Auctions have always fascinated me. It's nice to imagine auctions as they were – the main method of selling antiques before the days of the Internet and frantic eBay clicking. Usually the preserve of the unemployed and retired (in real time and on daytime television) it seemed right for me as a pseudo-freelancer to go to my first one, an auction of vintage textiles.
With their old-fashioned gavels and fast talking auctioneers, I had quite romantic hopes for auctions, but really it was quite terrifying. I sat as still as possible for fear of bidding £200 for a box of tablecloths, which is (amazingly) what they were selling for. You don't really have to be that careful though – the auctioneers are able to tell a bid from a nose scratch. Just at the £40 mark on a table runner, Benjamin (a serial gesticulator) held up four fingers to illustrate something he was saying – if you can get away with that, you can get away with anything.
Aside from the comedy of accidental bidding, these auctions are perfect for picking up pieces from the 1950s and 1960s (and even from the 1920s, 1930s and the preceding century if you are very lucky) at very fair prices. The general bidders here were bidding for the curtains and those tablecloths, and being of an age that suggested having lived through the 1960s, they were mostly uninterested in the vintage clothes, which was what I was there for.

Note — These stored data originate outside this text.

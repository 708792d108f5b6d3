//! Strongly-typed identifiers for creatures and player sessions

use serde::{Deserialize, Serialize};
use uuid::Uuid;

macro_rules! define_id {
    ($name:ident) => {
        #[derive(Debug, Clone, Copy, PartialEq, Eq, Hash, Serialize, Deserialize)]
        pub struct $name(Uuid);

        impl $name {
            pub fn new() -> Self {
                Self(Uuid::new_v4())
            }

            /// Parse the hyphenated UUID form used in request paths
            pub fn parse(value: &str) -> Option<Self> {
                Uuid::parse_str(value).ok().map(Self)
            }
        }

        impl Default for $name {
            fn default() -> Self {
                Self::new()
            }
        }

        impl std::fmt::Display for $name {
            fn fmt(&self, f: &mut std::fmt::Formatter<'_>) -> std::fmt::Result {
                write!(f, "{}", self.0)
            }
        }

        impl From<Uuid> for $name {
            fn from(uuid: Uuid) -> Self {
                Self(uuid)
            }
        }

        impl From<$name> for Uuid {
            fn from(id: $name) -> Uuid {
                id.0
            }
        }
    };
}

define_id!(CreatureId);
define_id!(SessionId);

Little countryside auctions are the best to go to, (this was in Powys, Wales) as fewer vintage dealers and shop owners venture that far out. If you are willing to make the effort, you can really reap the rewards. This auction was full of job lots of vintage patterns and clutches, Mappin & Webb handbags, and Jaeger headscarves, estimated at around £30–£70 and often selling for much less. Other boxes were crammed with wartime Union Jack bunting, christening gowns, 1930s wedding veils and sequined, feathered 1920s hats. All manner of things, all with the potential to sell at £20 – which is a price well worth the journey.
I picked up three beautifully made 1960s dresses, which will be making either an eBay or an Etsy appearance next week – you will have to wait until then to see them. For a taster, the collar of one of them is on the left in the first photograph.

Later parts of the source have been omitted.